Bielefeld. Deutschland muss endlich die Führungsrolle übernehmen. Das ist die Position von Wladimir Klitschko. Er ist nicht nur Ex-Boxweltmeister, sondern eine der prominentesten Stimmen der Ukraine. Seit Beginn des russischen Angriffskrieges setzt er sich als Botschafter für sein Land ein – für humanitäre, finanzielle und militärische Unterstützung.
„Es gab Tage, da habe ich 20 bis 30 Tote gesehen“, sagt Klitschko mit stockender Stimme. Jeder neue Tag sei für ihn heute ein Geschenk. Manchmal habe er nicht mehr daran geglaubt, noch welche zu erleben.
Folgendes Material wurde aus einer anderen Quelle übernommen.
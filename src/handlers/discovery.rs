//! Root discovery: names every list endpoint with its absolute URL.

use crate::extractors::ApiBase;
use crate::state::AppState;
use axum::{extract::State, Json};
use serde_json::{Map, Value};

pub const DISCOVERY_KEY: &str = "EBA Template Endpoints";

/// `GET /` and `GET /eba/`.
pub async fn api_root(State(state): State<AppState>, base: ApiBase) -> Json<Value> {
    let endpoints: Vec<Value> = state
        .catalog
        .resources()
        .iter()
        .map(|r| {
            let mut entry = Map::new();
            entry.insert(r.name.to_string(), Value::String(base.url(&format!("/{}", r.name))));
            Value::Object(entry)
        })
        .collect();
    let mut body = Map::new();
    body.insert(DISCOVERY_KEY.to_string(), Value::Array(endpoints));
    Json(Value::Object(body))
}
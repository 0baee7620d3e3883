//! Row sources for the catalog's resources.

mod memory;
mod postgres;

pub use memory::MemoryRepository;
pub use postgres::PgRepository;

use crate::catalog::Resource;
use crate::error::AppError;
use async_trait::async_trait;
use serde_json::{Map, Value};

/// One row as a JSON object keyed by column name.
pub type Row = Map<String, Value>;

/// Read access to stored rows. Implementations must not mutate storage.
#[async_trait]
pub trait Repository: Send + Sync {
    /// All rows of the resource, in the repository's default order.
    async fn fetch_all(&self, resource: &Resource) -> Result<Vec<Row>, AppError>;

    /// The row whose primary key equals `pk`, if any.
    async fn fetch_by_pk(&self, resource: &Resource, pk: &Value) -> Result<Option<Row>, AppError>;

    /// Cheap round trip to the backing store, used by `/ready`.
    async fn ping(&self) -> Result<(), AppError>;
}
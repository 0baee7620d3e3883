//! Absolute URL base of the current request (scheme, authority, mount prefix).

use crate::state::AppState;
use async_trait::async_trait;
use axum::{
    extract::{FromRequestParts, OriginalUri},
    http::{request::Parts, HeaderMap},
};
use std::sync::Arc;

pub const FORWARDED_PROTO_HEADER: &str = "X-Forwarded-Proto";
pub const FORWARDED_HOST_HEADER: &str = "X-Forwarded-Host";

/// `scheme://authority/prefix` the client used to reach this API. Builds links that resolve from the client's side.
#[derive(Clone, Debug, PartialEq, Eq)]
pub struct ApiBase {
    pub origin: String,
    pub prefix: String,
}

impl ApiBase {
    /// Absolute URL for an API path such as "/eba_loan".
    pub fn url(&self, path: &str) -> String {
        format!("{}{}{}", self.origin, self.prefix, path)
    }
}

/// Path prefix the resource routes were registered under. Set as a request extension; wins over URI derivation.
#[derive(Clone, Debug)]
pub struct MountPrefix(pub Arc<str>);

fn header<'a>(headers: &'a HeaderMap, name: &str) -> Option<&'a str> {
    headers
        .get(name)
        .and_then(|v| v.to_str().ok())
        // Proxy chains append; the first entry is the client-facing one.
        .and_then(|s| s.split(',').next())
        .map(str::trim)
        .filter(|s| !s.is_empty())
}

/// Path under which the router that sees `inner` was nested, given the full request path.
fn mount_prefix(original: &str, inner: &str) -> String {
    if let Some(p) = original.strip_suffix(inner) {
        return p.trim_end_matches('/').to_string();
    }
    // a nested root: "/api" reaches the inner router as "/"
    if inner == "/" {
        return original.trim_end_matches('/').to_string();
    }
    String::new()
}

#[async_trait]
impl FromRequestParts<AppState> for ApiBase {
    type Rejection = std::convert::Infallible;

    async fn from_request_parts(parts: &mut Parts, state: &AppState) -> Result<Self, Self::Rejection> {
        let scheme = header(&parts.headers, FORWARDED_PROTO_HEADER).unwrap_or("http");
        let host = header(&parts.headers, FORWARDED_HOST_HEADER)
            .or_else(|| header(&parts.headers, axum::http::header::HOST.as_str()))
            .or_else(|| parts.uri.authority().map(|a| a.as_str()))
            .unwrap_or(&*state.public_host);
        let prefix = if let Some(MountPrefix(prefix)) = parts.extensions.get::<MountPrefix>() {
            prefix.to_string()
        } else if let Some(OriginalUri(original)) = parts.extensions.get::<OriginalUri>() {
            mount_prefix(original.path(), parts.uri.path())
        } else {
            String::new()
        };
        Ok(ApiBase {
            origin: format!("{}://{}", scheme, host),
            prefix,
        })
    }
}

#[cfg(test)]
mod tests {
    use super::*;
    use crate::catalog::Catalog;
    use crate::repository::MemoryRepository;
    use axum::http::Request;

    fn state() -> AppState {
        AppState::new(Catalog::eba().unwrap(), MemoryRepository::new(), "fallback:8000")
    }

    async fn extract(req: Request<()>) -> ApiBase {
        let (mut parts, _) = req.into_parts();
        ApiBase::from_request_parts(&mut parts, &state()).await.unwrap()
    }

    #[test]
    fn mount_prefix_cases() {
        assert_eq!(mount_prefix("/eba/", "/eba/"), "");
        assert_eq!(mount_prefix("/api/eba/", "/eba/"), "/api");
        assert_eq!(mount_prefix("/api/v1/eba_loan", "/eba_loan"), "/api/v1");
        assert_eq!(mount_prefix("/api", "/"), "/api");
        assert_eq!(mount_prefix("/api/", "/"), "/api");
        assert_eq!(mount_prefix("/", "/"), "");
    }

    #[tokio::test]
    async fn uses_host_header() {
        let req = Request::get("/").header("host", "npl.example:8080").body(()).unwrap();
        let base = extract(req).await;
        assert_eq!(base.url("/eba_loan"), "http://npl.example:8080/eba_loan");
    }

    #[tokio::test]
    async fn forwarded_headers_take_precedence() {
        let req = Request::get("/")
            .header("host", "internal:3000")
            .header("x-forwarded-proto", "https")
            .header("x-forwarded-host", "api.example.com, proxy.local")
            .body(())
            .unwrap();
        let base = extract(req).await;
        assert_eq!(base.origin, "https://api.example.com");
    }

    #[tokio::test]
    async fn falls_back_to_public_host() {
        let req = Request::get("/").body(()).unwrap();
        let base = extract(req).await;
        assert_eq!(base.origin, "http://fallback:8000");
        assert_eq!(base.prefix, "");
    }

    #[tokio::test]
    async fn mount_prefix_extension_wins() {
        let mut req = Request::get("/api/v1/").header("host", "npl.test").body(()).unwrap();
        req.extensions_mut().insert(MountPrefix("/api/v1".into()));
        let base = extract(req).await;
        assert_eq!(base.url("/eba_loan"), "http://npl.test/api/v1/eba_loan");
    }
}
Warum er bei der Cheftagung der Katag-Gruppe in Bielefeld spricht? Klitschko ist auch Botschafter einer bekannten deutschen Modemarke. Was zunächst irritiert, löst sich schnell auf, wenn er über Unabhängigkeit, Demokratie und Freiheit spricht. Er nutzt seine Bekanntheit, um bei Wirtschaft und Politik für diese Grundwerte zu werben.
Europa müsse auf sich selbst aufpassen
Die Katag, Europas größte Verbundgruppe im Textil- und Bekleidungshandel, lädt jährlich zur Cheftagung. Sie versammelt führende Köpfe aus Wirtschaft, Politik und Gesellschaft – in diesem Jahr mit einem deutlich politischen Akzent.
Klitschko betont, dass die Verteidigung der Ukraine die Verteidigung der freien Demokratie in Europa bedeutet. Er warnt: Europa müsse auf sich selbst aufpassen. Er berichtet aber auch persönlich von seinen Erfahrungen an der Front. Auch mit Waffen. Besonders bewegend: Obwohl russischsprachig aufgewachsen, spricht er seit drei Jahren kein Wort Russisch mehr – als Protest gegen das, was sein Land erleiden muss.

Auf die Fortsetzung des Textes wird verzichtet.